Cambodian King Norodom Sihamoni delivers a speech during the opening day of the World Climate Change Conference 2015, Nov. 30, 2015. AFP |
Cambodia National Rescue Party Leaders See an Opening
RFA | 13 October 2016
Opposition party leaders are holding
on to the small hope that Cambodian King Norodom Sihamoni will grant their
request to pardon rights activists and political officials who have been the
subject of Prime Minister Hun Sen’s legal campaigns.
“We wrote a letter
to the king because we fully support and follow the king’s advice in his Oct. 7
letter calling the two parties to work together to solve the national
issues for and reconciliation in the country,” Cambodia National Rescue Party
(CNRP) President Sam Rainsy told RFA’s Khmer Service during a TV broadcast on
Thursday.
“The king’s letter
reflected the will of the Cambodian people,” he said.
In Sihamoni’s Oct. 7 letter he urged
the two political parties to work together after the CNRP decided to extend its
boycott of Cambodia’s National Assembly.
Sihamoni forwarded
the CNRP’s request for consideration by the Cambodian government that is
dominated by Hun Sen and his Cambodian People’s Party (CPP).

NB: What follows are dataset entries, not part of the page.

/// Step `count` entries older (`backward`) or newer, stopping at either end. Running
/// into an end rings the bell when `HISTORY_BEEP` is set.
fn step_history(reader: &mut LineReader, backward: bool) -> WidgetResult {
    let backward = backward == (count(reader) >= 0);
    let n = repeat_count(reader);
    let index = reader.history.index();
    let target = if backward {
        index.saturating_sub(n).max(history_floor(reader))
    } else {
        index.saturating_add(n).min(reader.history.len())
    };
    if target == index {
        return Ok(!reader.is_set(LineReaderOption::HistoryBeep));
    }
    Ok(show_entry(reader, target, false))
}

pub(super) fn up_history(reader: &mut LineReader) -> WidgetResult { step_history(reader, true) }

pub(super) fn down_history(reader: &mut LineReader) -> WidgetResult { step_history(reader, false) }

/// Move up or down `count` lines within the buffer. `false` if it couldn't move at
/// all.
fn move_lines(reader: &mut LineReader, up: bool) -> bool {
    let up = up == (count(reader) >= 0);
    let times = repeat_count(reader);
    let buffer = &mut reader.state.buffer;
    let mut moved = false;
    for _ in 0..times {
        let stepped = if up { buffer.up_line() } else { buffer.down_line() };
        if !stepped {
            break;
        }
        moved = true;
    }
    moved
}

pub(super) fn up_line(reader: &mut LineReader) -> WidgetResult { Ok(move_lines(reader, true)) }

pub(super) fn down_line(reader: &mut LineReader) -> WidgetResult { Ok(move_lines(reader, false)) }

/// Move within a multi line buffer, and on to the next history entry from its first
/// or last line. Waiting operators only get the line move.
fn line_or_history(reader: &mut LineReader, up: bool, vi: bool) -> WidgetResult {
    let moved = if move_lines(reader, up) {
        true
    } else if reader.state.mode.mode() == EditMode::ViOperatorPending {
        false
    } else {
        step_history(reader, up)?
    };
    if moved && vi {
        let buffer = &mut reader.state.buffer;
        buffer.set_cursor(motion::first_non_blank(buffer, buffer.cursor()));
    }
    Ok(moved)
}

pub(super) fn up_line_or_history(reader: &mut LineReader) -> WidgetResult {
    line_or_history(reader, true, false)
}

pub(super) fn down_line_or_history(reader: &mut LineReader) -> WidgetResult {
    line_or_history(reader, false, false)
}

pub(super) fn vi_up_line_or_history(reader: &mut LineReader) -> WidgetResult {
    line_or_history(reader, true, true)
}

pub(super) fn vi_down_line_or_history(reader: &mut LineReader) -> WidgetResult {
    line_or_history(reader, false, true)
}

pub(super) fn up_line_or_search(reader: &mut LineReader) -> WidgetResult {
    if move_lines(reader, true) {
        return Ok(true);
    }
    history_search(reader, SearchDirection::Backward, false)
}

pub(super) fn down_line_or_search(reader: &mut LineReader) -> WidgetResult {
    if move_lines(reader, false) {
        return Ok(true);
    }
    history_search(reader, SearchDirection::Forward, false)
}

pub(super) fn beginning_of_history(reader: &mut LineReader) -> WidgetResult {
    if reader.history.len() <= history_floor(reader) {
        return Ok(false);
    }
    let floor = history_floor(reader);
    Ok(show_entry(reader, floor, false))
}

pub(super) fn end_of_history(reader: &mut LineReader) -> WidgetResult {
    let len = reader.history.len();
    Ok(show_entry(reader, len, false))
}

pub(super) fn beginning_of_buffer_or_history(reader: &mut LineReader) -> WidgetResult {
    if reader.state.buffer.cursor() > 0 {
        reader.state.buffer.set_cursor(0);
        return Ok(true);
    }
    beginning_of_history(reader)
}

pub(super) fn end_of_buffer_or_history(reader: &mut LineReader) -> WidgetResult {
    let buffer = &mut reader.state.buffer;
    if buffer.cursor() < buffer.len() {
        buffer.set_cursor(buffer.len());
        return Ok(true);
    }
    end_of_history(reader)
}
// Copyright (c) 2025 R3BL LLC. Licensed under Apache License, Version 2.0.

use std::{fmt::Debug, ops::Range};

use crossterm::style::{Attribute, ContentStyle};

/// A run of buffer chars drawn with one style.
#[derive(Clone, Debug, PartialEq, Eq)]
pub struct StyledSpan {
    pub text: String,
    pub style: ContentStyle,
}

impl StyledSpan {
    #[must_use]
    pub fn plain(text: &str) -> Self {
        Self {
            text: text.to_string(),
            style: ContentStyle::new(),
        }
    }
}

/// What the highlighter gets to see. Ranges are char indices into `buffer`.
#[derive(Clone, Debug, Default, PartialEq, Eq)]
pub struct HighlightRequest<'a> {
    pub buffer: &'a str,
    /// The active region (mark or visual selection).
    pub region: Option<Range<usize>>,
    /// The term of a running history search.
    pub search_term: Option<&'a str>,
}

/// Turns buffer text into styled spans. The spans, concatenated, must reproduce the
/// buffer exactly.
pub trait Highlighter: Debug + Send {
    fn highlight(&self, request: &HighlightRequest<'_>) -> Vec<StyledSpan>;
}

/// Reverse video for the region, underline for the first occurrence of the search
/// term.
#[derive(Clone, Copy, Debug, Default, PartialEq, Eq)]
pub struct DefaultHighlighter;

impl Highlighter for DefaultHighlighter {
    fn highlight(&self, request: &HighlightRequest<'_>) -> Vec<StyledSpan> {
        let chars: Vec<char> = request.buffer.chars().collect();
        let mut styles = vec![ContentStyle::new(); chars.len()];

        if let Some(term) = request.search_term
            && !term.is_empty()
            && let Some(byte_start) = request.buffer.find(term)
        {
            let start = request.buffer[..byte_start].chars().count();
            let end = (start + term.chars().count()).min(chars.len());
            for style in &mut styles[start..end] {
                style.attributes.set(Attribute::Underlined);
            }
        }
        if let Some(region) = &request.region {
            let end = region.end.min(chars.len());
            let start = region.start.min(end);
            for style in &mut styles[start..end] {
                style.attributes.set(Attribute::Reverse);
            }
        }

        let mut spans: Vec<StyledSpan> = vec![];
        for (ch, style) in chars.into_iter().zip(styles) {
            match spans.last_mut() {
                Some(last) if last.style == style => last.text.push(ch),
                _ => spans.push(StyledSpan {
                    text: ch.to_string(),
                    style,
                }),
            }
        }
        spans
    }
}

#[cfg(test)]
mod tests {
    use super::*;
    use pretty_assertions::assert_eq;

    #[test]
    fn test_plain_buffer_is_one_span() {
        let spans = DefaultHighlighter.highlight(&HighlightRequest {
            buffer: "hello",
            ..Default::default()
        });
        assert_eq!(spans, vec![StyledSpan::plain("hello")]);
    }

    #[test]
    fn test_region_and_search_term() {
        let spans = DefaultHighlighter.highlight(&HighlightRequest {
            buffer: "foo bar baz",
            region: Some(8..11),
            search_term: Some("bar"),
        });
        let texts: Vec<&str> = spans.iter().map(|it| it.text.as_str()).collect();
        assert_eq!(texts, vec!["foo ", "bar", " ", "baz"]);
        assert!(spans[1].style.attributes.has(Attribute::Underlined));
        assert!(spans[3].style.attributes.has(Attribute::Reverse));
        assert_eq!(spans.iter().map(|it| it.text.as_str()).collect::<String>(), "foo bar baz");
    }
}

The prime minister
urged rejection of the request.
“Who acts against
the law is responsible for the acting against the law,” Hun Sen responded in
his own missive. “Strict implementation of the law is the key to helping
Cambodia to thrive and proceed with multi-party democracy.”
Sam Rainsy told RFA
that the decision was up to the Sihamoni and not Hun Sen.
“Kem Sokha and I
wrote the letter to the king, and only for the king,” he said. “If there is
anyone who comes out and gives a response before the King, as if to represent
the king, that person is humiliating and devaluing the king.”
The law and the
reality
While Hun Sen wants
Sihamoni to reject the request, Cambodian constitutional scholars say the king
has the sole power to decide the amnesty question.
Sok Sam Oeun, head
of the Cambodian Defenders Project (CDP), said Article 27 of the constitution
gives the king the unconditional right to grant amnesty.
“In the
constitution, it did not state that there should be any agreement from anyone,”

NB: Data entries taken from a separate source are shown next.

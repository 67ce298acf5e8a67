// Copyright (c) 2025 R3BL LLC. Licensed under Apache License, Version 2.0.

//! Running one binding: the widget itself plus everything around it (operator / motion
//! composition, the bell, the numeric argument, mode transitions, undo frames, and the
//! record of the last vi change).

use crate::{Binding, BufferSnapshot, EditMode, KeyPress, LineReader, MotionKind, PendingOperator, Unwind,
            ViOperator, WidgetName, WidgetRef, WidgetResult, apply_operator, call_builtin,
            next_mode};

/// What a binding asks for.
#[derive(Clone, Copy, Debug)]
enum Action<'a> {
    Widget(&'a WidgetRef),
    Insert(&'a str),
}

impl Action<'_> {
    fn builtin(&self) -> Option<WidgetName> {
        match self {
            Action::Widget(widget) => widget.builtin(),
            Action::Insert(_) => None,
        }
    }

    fn name(&self) -> &str {
        match self {
            Action::Widget(widget) => widget.name(),
            Action::Insert(_) => "<insert>",
        }
    }
}

impl LineReader {
    pub(crate) fn dispatch(&mut self, binding: &Binding) -> Result<(), Unwind> {
        match binding {
            Binding::Widget(widget) => self.run_action(Action::Widget(widget)),
            Binding::Insert(text) => self.run_action(Action::Insert(text)),
            Binding::Unbound => {
                self.run_action(Action::Widget(&WidgetRef::Builtin(WidgetName::UndefinedKey)))
            }
        }
    }

    /// A user widget under the name wins over the built-in.
    pub(crate) fn invoke(&mut self, widget: &WidgetRef) -> WidgetResult {
        if let Some(user_widget) = self.widgets.get(widget.name()) {
            return user_widget(self);
        }
        match widget.builtin() {
            Some(builtin) => call_builtin(self, builtin),
            None => {
                tracing::warn!(message = "widget not found", widget = widget.name());
                Ok(false)
            }
        }
    }

    /// Run a callback widget. Its result doesn't ring the bell.
    pub(crate) fn run_callback(&mut self, widget: WidgetName) -> Result<(), Unwind> {
        self.invoke(&WidgetRef::Builtin(widget)).map(|_| ())
    }

    fn run_action(&mut self, action: Action<'_>) -> Result<(), Unwind> {
        let builtin = action.builtin();
        let mode_before = self.state.mode.mode();
        let before = self.state.buffer.snapshot();
        if mode_before != EditMode::Menu {
            self.state.post = None;
        }
        tracing::debug!(
            message = "dispatch widget",
            widget = action.name(),
            mode = %mode_before,
            count = self.state.argument.count()
        );

        let succeeded = match action {
            Action::Insert(text) => self.insert_literal(text),
            Action::Widget(widget) if mode_before == EditMode::ViOperatorPending => {
                self.run_in_operator_pending(widget)?
            }
            Action::Widget(widget) => self.invoke(widget)?,
        };
        if !succeeded {
            self.beep()?;
        }

        if !self.state.argument.take_touched() {
            self.state.argument.clear();
        }

        if succeeded
            && let Some(widget) = builtin
            && let Some(next) = next_mode(mode_before, widget)
        {
            self.state.mode.set_mode(next);
        }
        let mode_after = self.state.mode.mode();
        if mode_before == EditMode::Visual && mode_after != EditMode::Visual {
            self.state.clear_region();
        }
        if mode_after == EditMode::ViCommand {
            self.clamp_vi_cursor();
        }

        let changed = before.chars != self.state.buffer.chars();
        self.record_undo(builtin, before, changed);
        self.update_last_widget(builtin);
        self.record_vi_change(builtin, mode_before, changed);

        if mode_before.keymap_name() != mode_after.keymap_name() {
            tracing::debug!(
                message = "keymap changed",
                from = mode_before.keymap_name(),
                to = mode_after.keymap_name()
            );
            self.run_callback(WidgetName::CallbackKeymap)?;
        }
        Ok(())
    }

    fn insert_literal(&mut self, text: &str) -> bool {
        let count = self.state.argument.count().max(1);
        for _ in 0..count {
            self.state.buffer.insert(text);
        }
        true
    }

    /// Only motions, arguments, register selection, a second operator, leaving the mode
    /// and `abort` (so `^C` still interrupts) work while an operator waits. Anything
    /// else cancels it.
    fn run_in_operator_pending(&mut self, widget: &WidgetRef) -> WidgetResult {
        let Some(builtin) = widget.builtin() else {
            return self.invoke(widget);
        };
        let digit_zero_is_count = builtin == WidgetName::ViDigitOrBeginningOfLine
            && self.state.argument.is_active();
        if builtin.vi_motion_kind().is_some() && !digit_zero_is_count {
            return self.apply_operator_motion(builtin);
        }
        if builtin == WidgetName::Abort {
            self.state.mode.finish_operator();
            return self.invoke(widget);
        }
        if builtin.is_argument()
            || builtin.vi_operator().is_some()
            || matches!(builtin, WidgetName::ViSetBuffer | WidgetName::ViCmdMode)
        {
            return self.invoke(widget);
        }
        tracing::debug!(message = "operator cancelled", widget = builtin.name());
        self.state.mode.finish_operator();
        Ok(false)
    }

    /// Run `motion` from where the operator was typed, then apply the operator to the
    /// span it covered.
    fn apply_operator_motion(&mut self, motion: WidgetName) -> WidgetResult {
        let Some(PendingOperator {
            operator,
            start,
            count,
            register,
        }) = self.state.mode.pending_operator
        else {
            return Ok(false);
        };
        self.state
            .argument
            .set_count(count.saturating_mul(self.state.argument.count()));

        let (motion, kind) = self.resolve_motion(operator, motion);
        self.state.buffer.set_cursor(start);
        let moved = call_builtin(self, motion)?;
        self.state.argument.clear();
        self.state.mode.finish_operator();

        let end = self.state.buffer.cursor();
        if !moved || (end == start && kind == MotionKind::Exclusive) {
            self.state.buffer.set_cursor(start);
            return Ok(false);
        }

        let (lo, hi) = (start.min(end), start.max(end));
        let range = match kind {
            MotionKind::Exclusive => lo..hi,
            // A newline under an inclusive motion's end is not taken.
            MotionKind::Inclusive => match self.state.buffer.char_at(hi) {
                Some(ch) if ch != '\n' => lo..hi + 1,
                _ => lo..hi,
            },
            MotionKind::Linewise => self.state.buffer.line_span(lo, hi),
        };
        self.state.vi.selected_register = register;
        apply_operator(self, operator, range, kind == MotionKind::Linewise)
    }

    /// `cw` acts like `ce`, and a repeated find takes its kind from the find it
    /// repeats.
    fn resolve_motion(&self, operator: ViOperator, motion: WidgetName) -> (WidgetName, MotionKind) {
        let on_blank = self
            .state
            .buffer
            .current_char()
            .is_none_or(char::is_whitespace);
        let motion = match motion {
            WidgetName::ViForwardWord if operator == ViOperator::Change && !on_blank => {
                WidgetName::ViForwardWordEnd
            }
            WidgetName::ViForwardBlankWord if operator == ViOperator::Change && !on_blank => {
                WidgetName::ViForwardBlankWordEnd
            }
            other => other,
        };
        let kind = match (motion, self.state.vi.last_find) {
            (WidgetName::ViRepeatFind, Some(find)) if find.forward => MotionKind::Inclusive,
            (WidgetName::ViRevRepeatFind, Some(find)) if !find.forward => MotionKind::Inclusive,
            (WidgetName::ViRepeatFind | WidgetName::ViRevRepeatFind, _) => MotionKind::Exclusive,
            _ => motion.vi_motion_kind().unwrap_or(MotionKind::Exclusive),
        };
        (motion, kind)
    }

    /// In command mode the cursor sits on a char, never past the end of the line.
    fn clamp_vi_cursor(&mut self) {
        let buffer = &mut self.state.buffer;
        let cursor = buffer.cursor();
        if cursor > buffer.line_start(cursor) && cursor == buffer.line_end(cursor) {
            buffer.set_cursor(cursor - 1);
        }
    }

    fn record_undo(&mut self, builtin: Option<WidgetName>, before: BufferSnapshot, changed: bool) {
        if builtin.is_some_and(WidgetName::skips_undo_recording) {
            return;
        }
        let is_insert = builtin.is_some_and(WidgetName::is_self_insert);
        match (changed, is_insert) {
            (true, true) => {
                let inserted = self
                    .state
                    .keys
                    .last()
                    .and_then(KeyPress::insertable_char);
                self.state.undo.record_insert(before, inserted);
            }
            (true, false) => self.state.undo.record(before),
            (false, false) => self.state.undo.split(),
            (false, true) => {}
        }
    }

    fn update_last_widget(&mut self, builtin: Option<WidgetName>) {
        let state = &mut self.state;
        if !builtin.is_some_and(WidgetName::is_yank) {
            state.yanked = None;
        }
        if builtin != Some(WidgetName::InsertLastWord) {
            state.insert_last_word = None;
        }
        if !matches!(
            builtin,
            Some(
                WidgetName::HistorySearchBackward
                    | WidgetName::HistorySearchForward
                    | WidgetName::HistoryBeginningSearchBackward
                    | WidgetName::HistoryBeginningSearchForward
                    | WidgetName::UpLineOrSearch
                    | WidgetName::DownLineOrSearch
            )
        ) {
            state.history_search_prefix = None;
        }
        if !builtin.is_some_and(|it| it.is_self_insert() || it.is_completion()) {
            state.completion_suffix = None;
        }
        if !builtin.is_some_and(WidgetName::is_argument) {
            state.last_widget = builtin;
        }
    }

    /// Keep the keys of the last change made from vi command mode, for `.`.
    fn record_vi_change(&mut self, builtin: Option<WidgetName>, mode_before: EditMode, changed: bool) {
        if builtin == Some(WidgetName::ViRepeatChange) {
            return;
        }
        let mode_after = self.state.mode.mode();
        let keys = self.state.keys.clone();
        let vi = &mut self.state.vi;

        if let Some(recording) = &mut vi.recording {
            recording.extend(keys);
            if mode_after == EditMode::ViCommand {
                vi.last_change = vi.recording.take();
            }
            return;
        }
        if mode_before != EditMode::ViCommand {
            return;
        }
        if builtin.is_some_and(WidgetName::is_argument) {
            vi.argument_keys.extend(keys);
            return;
        }

        let starts_change = !builtin.is_some_and(WidgetName::skips_undo_recording)
            && (changed
                || matches!(mode_after, EditMode::ViInsert | EditMode::ViOperatorPending));
        let argument_keys = std::mem::take(&mut vi.argument_keys);
        if !starts_change {
            return;
        }
        let mut recording = argument_keys;
        recording.extend(keys);
        if mode_after == EditMode::ViCommand {
            vi.last_change = Some(recording);
        } else {
            vi.recording = Some(recording);
        }
    }
}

he told RFA. “If he [the King] can grant the amnesty only with someone’s
approval, then who is the person granting the amnesty?”
Political science
scholar Heng Sreang gave a similar answer, but said that in reality the king’s
amnesty has always been initiated by the prime minister.
“In the constitution, the King does
not need to consult with anyone or the Prime Minister,” he said. “The King can
use his royal role and responsibilities to consider [the amnesty]. By
reading that letter, it seems that he asked the prime minister to kindly
consider it.
Heng Sreang cast
doubt that the CNRP’s slim hopes will become a reality anytime soon.
“As long as the
CNRP and the ruling party do not have trust in each other, there is no hope
that there will be [amnesty] consideration from the king,” he said.
As of Thursday,
there is no official decision from the king on the issue.
The CNRP wants the
amnesty because several of the party’s top officials including Sam Rainsy and
Kem Sokha have been convicted by Cambodia’s courts of different crimes.
While they face
arrest, the convictions are seen by observers inside and outside the country as
part of Hun Sen’s effort to weaken his strongest opposition before the upcoming
Cambodian elections.
Local elections are
set for 2017 and national elections are scheduled for 2018.
Of pardons past
In 2013, King
Sihamoni granted a royal pardon to Sam Rainsy. At the time Hun Sen had signed
off on the Royal Pardon, which absolved Sam Rainsy of defamation charges,
allowing him to return to Cambodia without being put in jail.
Even though he was
ineligible for candidacy in the 2013 general election, thousands of his
supporters thronged the streets when he returned.
The CNRP gained 55
seats in the National Assembly in that election, but the party and
international observers found evidence of fraud and the CNRP boycotted
parliament from September 2013 until July 2014.
In November 2015,
Sam Rainsy was again removed from parliament by the ruling CPP when a warrant
was issued for his arrest after being convicted of defaming former Foreign
Minister Hor Namhong with the claim that the CPP politician ran a prison
in the 1970s for the bloody Khmer Rouge regime.
Kem Sokha has been
acting president of the CNRP since that time, but he has been under virtual
house arrest since police attempted to arrest him in May for ignoring court
orders to appear as a witness in a pair of defamation cases related to his
alleged affair with a hairdresser.
On Sept. 9 the
Phnom Penh Municipal Court ruled that Kem Sokha was guilty of refusing to
appear for questioning in a prostitution case against him that is largely seen
as politically motivated.
You guys have been saying the King is the big monkey King Kong, and his money is a Vietnamese whore. Now you still want the King to grant a royal pardon to Scam Rainsy.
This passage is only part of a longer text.